Filed under: Maths — Fox @ 5:46 am

I work too hard, I really do. That’s my main excuse for the lack of maths lately. I’ve been working far too hard!

For instance, consider the following integral.

$\int_{0}^\infty (\frac{a^2 e^{a x}}{(e^{a x}-1)^2} - \frac{1}{x^2}) dx = -\frac{a}{2}$

Things like that fascinate me. Either part of the sum, integrated over that interval, diverges, but the difference of the two does not. It balances out just so. Anti-differentiating it really isn’t too hard, and then evaluating at the limits of integration took several applications of l’Hoptial. Time consuming. And, as an added point of interest, Mathematica fails to perform the integral in any reasonable amount of time.

But the point is, for the assignment this occurred in, the appropriate application of approximations and relevant limits, that integral, and the rest of the page and a half of calculations I wrote out, were completely unnecessary to achieve the same result. Working hard, not smart. Story of my life.

But, I do like that integral.

The second thing to consider is the following differential equation.
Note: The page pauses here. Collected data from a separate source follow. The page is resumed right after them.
//! Platform entities referenced by events and option values.
//!
//! These are plain data snapshots: the platform library hands them over with
//! each event and nothing here keeps them in sync afterwards.

use serde::{Deserialize, Serialize};

/// Platform-wide unique identifier.
pub type Snowflake = u64;

/// A platform user account.
#[derive(Debug, Clone, PartialEq, Eq, Serialize, Deserialize)]
pub struct User {
    /// User id.
    pub id: Snowflake,
    /// Account name.
    pub name: String,
    /// Whether the account belongs to a bot.
    #[serde(default)]
    pub bot: bool,
}

impl User {
    /// Creates a human user.
    pub fn new(id: Snowflake, name: impl Into<String>) -> Self {
        Self {
            id,
            name: name.into(),
            bot: false,
        }
    }

    /// Creates a bot account.
    pub fn bot(id: Snowflake, name: impl Into<String>) -> Self {
        Self {
            id,
            name: name.into(),
            bot: true,
        }
    }

    /// Returns the mention markup for this user, `<@id>`.
    pub fn mention(&self) -> String {
        format!("<@{}>", self.id)
    }
}

/// A user in the context of one guild.
#[derive(Debug, Clone, PartialEq, Eq, Serialize, Deserialize)]
pub struct Member {
    /// The underlying account.
    pub user: User,
    /// Guild the membership belongs to.
    pub guild_id: Snowflake,
    /// Guild-specific nickname.
    #[serde(default)]
    pub nickname: Option<String>,
}

impl Member {
    /// Creates a membership without a nickname.
    pub fn new(user: User, guild_id: Snowflake) -> Self {
        Self {
            user,
            guild_id,
            nickname: None,
        }
    }

    /// Returns the nickname if set, otherwise the account name.
    pub fn display_name(&self) -> &str {
        self.nickname.as_deref().unwrap_or(&self.user.name)
    }
}

/// Kind of a channel.
#[derive(Debug, Clone, Copy, Default, PartialEq, Eq, Serialize, Deserialize)]
#[serde(rename_all = "snake_case")]
pub enum ChannelKind {
    /// Guild text channel.
    #[default]
    Text,
    /// Guild voice channel.
    Voice,
    /// Direct message channel.
    Private,
    /// Thread inside a text channel.
    Thread,
}

/// A channel messages and interactions happen in.
#[derive(Debug, Clone, PartialEq, Eq, Serialize, Deserialize)]
pub struct Channel {
    /// Channel id.
    pub id: Snowflake,
    /// Channel name.
    pub name: String,
    /// Channel kind.
    #[serde(default)]
    pub kind: ChannelKind,
}

impl Channel {
    /// Creates a guild text channel.
    pub fn text(id: Snowflake, name: impl Into<String>) -> Self {
        Self {
            id,
            name: name.into(),
            kind: ChannelKind::Text,
        }
    }

    /// Returns the mention markup for this channel, `<#id>`.
    pub fn mention(&self) -> String {
        format!("<#{}>", self.id)
    }
}

/// A guild role.
#[derive(Debug, Clone, PartialEq, Eq, Serialize, Deserialize)]
pub struct Role {
    /// Role id.
    pub id: Snowflake,
    /// Role name.
    pub name: String,
}

impl Role {
    /// Creates a role.
    pub fn new(id: Snowflake, name: impl Into<String>) -> Self {
        Self {
            id,
            name: name.into(),
        }
    }

    /// Returns the mention markup for this role, `<@&id>`.
    pub fn mention(&self) -> String {
        format!("<@&{}>", self.id)
    }
}

/// Anything that can be mentioned.
#[derive(Debug, Clone, PartialEq, Eq, Serialize, Deserialize)]
#[serde(tag = "type", rename_all = "snake_case")]
pub enum Mentionable {
    /// A user outside of a guild context.
    User(User),
    /// A guild member.
    Member(Member),
    /// A guild role.
    Role(Role),
    /// A channel.
    Channel(Channel),
}

impl Mentionable {
    /// Returns the id of the mentioned entity.
    pub fn id(&self) -> Snowflake {
        match self {
            Self::User(user) => user.id,
            Self::Member(member) => member.user.id,
            Self::Role(role) => role.id,
            Self::Channel(channel) => channel.id,
        }
    }

    /// Returns the mention markup of the entity.
    pub fn mention(&self) -> String {
        match self {
            Self::User(user) => user.mention(),
            Self::Member(member) => member.user.mention(),
            Self::Role(role) => role.mention(),
            Self::Channel(channel) => channel.mention(),
        }
    }
}

/// A file uploaded with a message or an interaction.
#[derive(Debug, Clone, PartialEq, Eq, Serialize, Deserialize)]
pub struct Attachment {
    /// Attachment id.
    pub id: Snowflake,
    /// Original file name.
    pub filename: String,
    /// Download URL.
    pub url: String,
    /// Size in bytes.
    pub size: u64,
    /// MIME type, if the platform reported one.
    #[serde(default)]
    pub content_type: Option<String>,
}

#[cfg(test)]
mod tests {
    use super::*;

    #[test]
    fn test_mention_markup() {
        assert_eq!(User::new(42, "alice").mention(), "<@42>");
        assert_eq!(Channel::text(7, "general").mention(), "<#7>");
        assert_eq!(Role::new(9, "mods").mention(), "<@&9>");
    }

    #[test]
    fn test_member_display_name() {
        let mut member = Member::new(User::new(1, "alice"), 100);
        assert_eq!(member.display_name(), "alice");

        member.nickname = Some("Al".into());
        assert_eq!(member.display_name(), "Al");
        assert_eq!(Mentionable::Member(member).id(), 1);
    }
}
Differential equations have a lot of potential for fun and excitement. My PDE teacher actually stopped his lecture the other day, and asked us what we hoped to get out of that class. His point was that, while we are learning (in theory) how to solve PDE’s, all the really interesting differential equations cannot be solved at all. In general, it really doesn’t take much to render a differential equation almost completely unmanageable.

So, consider a function f(x) such that

$f'(x) = f(f(x))$

Now, I like to view such a thing as simply a statement, meant to inspire questions. Of course, the kind of question that sort of thing generally inspires is, can we solve for f(x). And I’m fairly certain the answer is no, beyond the trivial solution f(x) = 0. But there are many different ways one might go about solving such a thing. One way is to solve for a specific function f(x). Another way would be to use the differential equation to solve for the values of the n-th derivatives of f, and use those to construct the Taylor Series of the solution function. That is possibly doable, though nothing I’ve seen suggests anything easy.

Another interesting question to ask would be, can f(x) be re-expressed in another way? Possibly one that doesn’t have the nested function call?

This late at night, I don’t really have too much more to offer except for this interesting calculation.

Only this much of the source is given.